## This notebook can be used to analyze data collected from HOBO sensors. 

#### Prior to going through this notebook, make sure you have exported the desired files from the HOBO data to CSV format. Assemble the files into the directory you would like to use for the analysis. All the CSV files from that directory will input into the dataframe. 

#### Also make sure you have downloaded the ENTIRE repository from github. You will need all the different ".py" files

#### To run each cell, hold down shift enter in the desired cell you would like to run. 

#### Word of advice - this may take a while to run. Please be aware of that, and if you have any questions, please feel free to reach out to me 
---
This first cell is used to bring in the neccessary libraries 

In [None]:
#Import the neccessary libraries and functions 
%matplotlib inline
import pandas as pd
import matplotlib.pyplot as plt
from matplotlib.dates import DateFormatter, MonthLocator, YearLocator
import numpy as np
import re
import os
import interactive_file_selection
import glob
from matplotlib import rcParams
from pandas import Series, DataFrame
import seaborn as sb
import csv
import datetime as datetime
from datetime import datetime
import warnings
import tkinter as tk
from tkinter import filedialog
from tkinter import *
warnings.filterwarnings('ignore')

from degree_days import bug_degree_day, plant_degree_day
from time_of_day import hot_cold_time
from data_readin import data_read_in
from qa_qc_tests import persist_test, range_test, step_test
from subset import subset_variables, subset_site_type
from plots import multi_panel_plot

Next, you have the option to interactively select which folder contains the files you would like analyzed. Open the interactive window, select a file from within the desired folder, then select okay. The window will close and bring you back to this notebook

In [None]:
#Select the filetype by selecting a single file 
fname = interactive_file_selection.gui_fname()
path = os.path.dirname(fname)

If you decided to not use the file selection tool, you can use this cell (make sure to the line path = ...)

In [None]:
#You can also manually select the path using this cell
#path = '/Users/mgrover1/Desktop/microclimate/test_data/'

The next step is to read in all the files from the selected directory. Be warned - if there are a TON of files within the selected directory, this will take a long time to run...

In [None]:
extension = 'csv'
os.chdir(path)
result = [i for i in glob.glob('*.{}'.format(extension))]
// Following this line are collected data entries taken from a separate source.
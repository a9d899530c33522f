//! Group fixtures - groups are only ever created out-of-band.

use std::path::Path;

use serde::Deserialize;

use scribe_core::domain::Group;
use scribe_core::error::{DomainError, RepoError};
use scribe_core::ports::GroupRepository;

#[derive(Debug, Deserialize)]
pub struct GroupFixture {
    pub slug: String,
    pub title: String,
    #[serde(default)]
    pub description: Option<String>,
}

#[derive(Debug, thiserror::Error)]
pub enum FixtureError {
    #[error("cannot read fixture file: {0}")]
    Io(#[from] std::io::Error),

    #[error("malformed fixture file: {0}")]
    Parse(#[from] serde_json::Error),

    #[error(transparent)]
    Invalid(#[from] DomainError),

    #[error(transparent)]
    Repo(#[from] RepoError),
}

/// Insert every fixture whose slug is not present yet. Returns how many were
/// created.
pub async fn seed_groups(
    groups: &dyn GroupRepository,
    fixtures: Vec<GroupFixture>,
) -> Result<usize, FixtureError> {
    let mut created = 0;
    for fixture in fixtures {
        if groups.find_by_slug(&fixture.slug).await?.is_some() {
            tracing::debug!(slug = %fixture.slug, "Group already present");
            continue;
        }
        let group = Group::new(fixture.title, fixture.slug, fixture.description)?;
        tracing::info!(slug = %group.slug, "Seeding group");
        groups.insert(group).await?;
        created += 1;
    }
    Ok(created)
}

/// Read a JSON array of groups and seed them.
pub async fn seed_groups_from_file(
    groups: &dyn GroupRepository,
    path: &Path,
) -> Result<usize, FixtureError> {
    let raw = tokio::fs::read_to_string(path).await?;
    let fixtures: Vec<GroupFixture> = serde_json::from_str(&raw)?;
    seed_groups(groups, fixtures).await
}
//! # Scribe
//!
//! Server-rendered blog: feeds, groups, profiles, posts and comments.

use actix_files::Files;
use actix_web::{App, HttpServer, web};
use tracing_actix_web::TracingLogger;

mod config;
mod handlers;
mod middleware;
mod observability;
mod state;
mod telemetry;
mod templates;
mod upload;


use config::AppConfig;
use observability::RequestIdMiddleware;
use state::AppState;
use telemetry::{TelemetryConfig, init_telemetry};

#[actix_web::main]
async fn main() -> anyhow::Result<()> {
    // Load .env file if present
    dotenvy::dotenv().ok();

    init_telemetry(&TelemetryConfig::from_env());

    let config = AppConfig::from_env();
    tracing::info!("Starting Scribe on {}:{}", config.host, config.port);

    let state = AppState::build(&config).await?;
    let media_root = config.media_root.clone();
    tokio::fs::create_dir_all(&media_root).await?;

    HttpServer::new(move || {
        App::new()
            .wrap(TracingLogger::default())
            .wrap(RequestIdMiddleware)
            .app_data(web::Data::new(state.clone()))
            .service(Files::new("/media", &media_root))
            .configure(handlers::configure_routes)
            .default_service(web::to(handlers::not_found))
    })
    .bind((config.host.as_str(), config.port))?
    .run()
    .await?;

    Ok(())
}
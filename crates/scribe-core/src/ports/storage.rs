//! Media storage port - where uploaded images live.

use async_trait::async_trait;

use crate::domain::ImageKind;

#[async_trait]
pub trait MediaStorage: Send + Sync {
    /// Store a post image and return its path relative to the media root.
    async fn save_post_image(&self, kind: ImageKind, bytes: &[u8]) -> Result<String, StorageError>;

    /// Remove a stored image by the path `save_post_image` returned.
    async fn delete_post_image(&self, path: &str) -> Result<(), StorageError>;
}

#[derive(Debug, thiserror::Error)]
pub enum StorageError {
    #[error("I/O error: {0}")]
    Io(#[from] std::io::Error),
}
//! # Scribe Shared
//!
//! Form payloads and text helpers shared by the web app and its templates.

pub mod forms;
pub mod text;

pub use forms::{FormErrors, REQUIRED};
pub use text::uglify;
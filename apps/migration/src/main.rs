//! Migration CLI tool.

use sea_orm_migration::prelude::*;

#[tokio::main]
async fn main() {
    dotenvy::dotenv().ok();

    tracing_subscriber::fmt().with_env_filter("info").init();

    tracing::info!("Running schema migrations");
    cli::run_cli(migration::Migrator).await;
}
#Complete the data read in process by pulling the data into a single dataframe
#Exports the dataframe to its own file 
x = data_read_in(result)

Drops any data points that are missing temperature or light data - also gives a report of how many total data points were dropped. This can be helpful for understand how much 'bad' data exits

In [None]:
#Remove all data entries that are missing any values 
df = x.dropna(how='any')

#Set the correct index value 
df.index = df.datetime

#Outputs a summary of how many data points were removed out of the total number 
print('Removed a total of ',(len(x) - len(df)), 'Entries', ' of ', len(df))

Next, we will do some exploratory data analysis. Charts are created for each sensor within the dataset, and output to files within the current directory (where all the data is at). This will help you understand what data you have, and where there are holes...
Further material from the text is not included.